[Start of section]

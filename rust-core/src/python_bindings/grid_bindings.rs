//! Python bindings for the explicit structured grid

use pyo3::exceptions::PyIndexError;
use pyo3::prelude::*;

use crate::error::GridError;
use crate::grid::{ExplicitStructuredGrid, Extent};

/// Explicit structured grid exposed to Python
#[pyclass(name = "ExplicitStructuredGrid")]
pub struct PyExplicitStructuredGrid {
    grid: ExplicitStructuredGrid,
}

impl PyExplicitStructuredGrid {
    fn check_cell(&self, cell_id: usize) -> PyResult<()> {
        if cell_id >= self.grid.number_of_cells() {
            return Err(PyIndexError::new_err(GridError::CellIdOutOfRange(cell_id).to_string()));
        }
        Ok(())
    }
}

#[pymethods]
impl PyExplicitStructuredGrid {
    /// Create a grid
    /// 
    /// Args:
    ///     extent: [imin, imax, jmin, jmax, kmin, kmax] point extent
    ///     cells: One list of 8 point ids per cell, i fastest
    ///     points: Point coordinates
    #[new]
    fn new(extent: [i32; 6], cells: Vec<[usize; 8]>, points: Vec<[f64; 3]>) -> PyResult<Self> {
        let grid = ExplicitStructuredGrid::new(Extent::new(extent)?, cells, points)?;
        Ok(Self { grid })
    }
    
    /// Build a regular lattice over image-like points (i fastest)
    #[staticmethod]
    fn from_structured_points(extent: [i32; 6], points: Vec<[f64; 3]>) -> PyResult<Self> {
        let grid = ExplicitStructuredGrid::from_structured_points(Extent::new(extent)?, points)?;
        Ok(Self { grid })
    }
    
    fn extent(&self) -> [i32; 6] {
        self.grid.extent().as_array()
    }
    
    fn number_of_cells(&self) -> usize {
        self.grid.number_of_cells()
    }
    
    fn number_of_points(&self) -> usize {
        self.grid.number_of_points()
    }
    
    #[pyo3(signature = (i, j, k, adjust_for_extent=true))]
    fn compute_cell_id(&self, i: i32, j: i32, k: i32, adjust_for_extent: bool) -> Option<usize> {
        self.grid.compute_cell_id([i, j, k], adjust_for_extent)
    }
    
    #[pyo3(signature = (cell_id, adjust_for_extent=true))]
    fn compute_cell_structured_coords(&self, cell_id: usize, adjust_for_extent: bool) -> Option<[i32; 3]> {
        self.grid.compute_cell_structured_coords(cell_id, adjust_for_extent)
    }
    
    fn cell_points(&self, cell_id: usize) -> Option<[usize; 8]> {
        self.grid.cell_points(cell_id).copied()
    }
    
    /// Neighbor ids across faces -i, +i, -j, +j, -k, +k (None at the boundary)
    fn cell_neighbors(&self, cell_id: usize) -> Option<[Option<usize>; 6]> {
        self.grid.cell_neighbors(cell_id)
    }
    
    fn blank_cell(&mut self, cell_id: usize) -> PyResult<()> {
        self.check_cell(cell_id)?;
        self.grid.blank_cell(cell_id);
        Ok(())
    }
    
    fn unblank_cell(&mut self, cell_id: usize) -> PyResult<()> {
        self.check_cell(cell_id)?;
        self.grid.unblank_cell(cell_id);
        Ok(())
    }
    
    fn is_cell_visible(&self, cell_id: usize) -> bool {
        self.grid.is_cell_visible(cell_id)
    }
    
    fn is_cell_ghost(&self, cell_id: usize) -> bool {
        self.grid.is_cell_ghost(cell_id)
    }
    
    fn generate_ghost_array(&mut self, zero_extent: [i32; 6]) -> PyResult<()> {
        self.grid.generate_ghost_array(&Extent::new(zero_extent)?);
        Ok(())
    }
    
    fn compute_faces_connectivity_flags_array(&mut self) {
        self.grid.compute_faces_connectivity_flags_array();
    }
    
    fn faces_connectivity_flags(&self) -> Option<Vec<u8>> {
        self.grid.faces_connectivity_flags().map(<[u8]>::to_vec)
    }
    
    /// Repair axis-swapped or mirrored cells
    /// 
    /// Returns:
    ///     None on a clean repair, otherwise a warning message
    fn check_and_reorder_faces(&mut self) -> Option<String> {
        self.grid.check_and_reorder_faces().err().map(|w| w.to_string())
    }
    
    /// Crop to a sub-extent
    /// 
    /// Returns:
    ///     (cropped grid, original cell ids or None)
    #[pyo3(signature = (update_extent, generate_original_cell_ids=true))]
    fn crop(&self, update_extent: [i32; 6], generate_original_cell_ids: bool) -> PyResult<(Self, Option<Vec<usize>>)> {
        let cropped = self.grid.crop(&Extent::new(update_extent)?, generate_original_cell_ids)?;
        Ok((Self { grid: cropped.grid }, cropped.original_cell_ids))
    }
}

[End of section]

INSTRUCTIONS TO FOLLOW:
Write the data out again in full. Match it word for word.

RESULT FOR THIS TASK:
filename rust-core/src/python_bindings/grid_bindings.rs
//! Python bindings for the explicit structured grid

use pyo3::exceptions::PyIndexError;
use pyo3::prelude::*;

use crate::error::GridError;
use crate::grid::{ExplicitStructuredGrid, Extent};

/// Explicit structured grid exposed to Python
#[pyclass(name = "ExplicitStructuredGrid")]
pub struct PyExplicitStructuredGrid {
    grid: ExplicitStructuredGrid,
}

impl PyExplicitStructuredGrid {
    fn check_cell(&self, cell_id: usize) -> PyResult<()> {
        if cell_id >= self.grid.number_of_cells() {
            return Err(PyIndexError::new_err(GridError::CellIdOutOfRange(cell_id).to_string()));
        }
        Ok(())
    }
}

#[pymethods]
impl PyExplicitStructuredGrid {
    /// Create a grid
    /// 
    /// Args:
    ///     extent: [imin, imax, jmin, jmax, kmin, kmax] point extent
    ///     cells: One list of 8 point ids per cell, i fastest
    ///     points: Point coordinates
    #[new]
    fn new(extent: [i32; 6], cells: Vec<[usize; 8]>, points: Vec<[f64; 3]>) -> PyResult<Self> {
        let grid = ExplicitStructuredGrid::new(Extent::new(extent)?, cells, points)?;
        Ok(Self { grid })
    }
    
    /// Build a regular lattice over image-like points (i fastest)
    #[staticmethod]
    fn from_structured_points(extent: [i32; 6], points: Vec<[f64; 3]>) -> PyResult<Self> {
        let grid = ExplicitStructuredGrid::from_structured_points(Extent::new(extent)?, points)?;
        Ok(Self { grid })
    }
    
    fn extent(&self) -> [i32; 6] {
        self.grid.extent().as_array()
    }
    
    fn number_of_cells(&self) -> usize {
        self.grid.number_of_cells()
    }
    
    fn number_of_points(&self) -> usize {
        self.grid.number_of_points()
    }
    
    #[pyo3(signature = (i, j, k, adjust_for_extent=true))]
    fn compute_cell_id(&self, i: i32, j: i32, k: i32, adjust_for_extent: bool) -> Option<usize> {
        self.grid.compute_cell_id([i, j, k], adjust_for_extent)
    }
    
    #[pyo3(signature = (cell_id, adjust_for_extent=true))]
    fn compute_cell_structured_coords(&self, cell_id: usize, adjust_for_extent: bool) -> Option<[i32; 3]> {
        self.grid.compute_cell_structured_coords(cell_id, adjust_for_extent)
    }
    
    fn cell_points(&self, cell_id: usize) -> Option<[usize; 8]> {
        self.grid.cell_points(cell_id).copied()
    }
    
    /// Neighbor ids across faces -i, +i, -j, +j, -k, +k (None at the boundary)
    fn cell_neighbors(&self, cell_id: usize) -> Option<[Option<usize>; 6]> {
        self.grid.cell_neighbors(cell_id)
    }
    
    fn blank_cell(&mut self, cell_id: usize) -> PyResult<()> {
        self.check_cell(cell_id)?;
        self.grid.blank_cell(cell_id);
        Ok(())
    }
    
    fn unblank_cell(&mut self, cell_id: usize) -> PyResult<()> {
        self.check_cell(cell_id)?;
        self.grid.unblank_cell(cell_id);
        Ok(())
    }
    
    fn is_cell_visible(&self, cell_id: usize) -> bool {
        self.grid.is_cell_visible(cell_id)
    }
    
    fn is_cell_ghost(&self, cell_id: usize) -> bool {
        self.grid.is_cell_ghost(cell_id)
    }
    
    fn generate_ghost_array(&mut self, zero_extent: [i32; 6]) -> PyResult<()> {
        self.grid.generate_ghost_array(&Extent::new(zero_extent)?);
        Ok(())
    }
    
    fn compute_faces_connectivity_flags_array(&mut self) {
        self.grid.compute_faces_connectivity_flags_array();
    }
    
    fn faces_connectivity_flags(&self) -> Option<Vec<u8>> {
        self.grid.faces_connectivity_flags().map(<[u8]>::to_vec)
    }
    
    /// Repair axis-swapped or mirrored cells
    /// 
    /// Returns:
    ///     None on a clean repair, otherwise a warning message
    fn check_and_reorder_faces(&mut self) -> Option<String> {
        self.grid.check_and_reorder_faces().err().map(|w| w.to_string())
    }
    
    /// Crop to a sub-extent
    /// 
    /// Returns:
    ///     (cropped grid, original cell ids or None)
    #[pyo3(signature = (update_extent, generate_original_cell_ids=true))]
    fn crop(&self, update_extent: [i32; 6], generate_original_cell_ids: bool) -> PyResult<(Self, Option<Vec<usize>>)> {
        let cropped = self.grid.crop(&Extent::new(update_extent)?, generate_original_cell_ids)?;
        Ok((Self { grid: cropped.grid }, cropped.original_cell_ids))
    }
}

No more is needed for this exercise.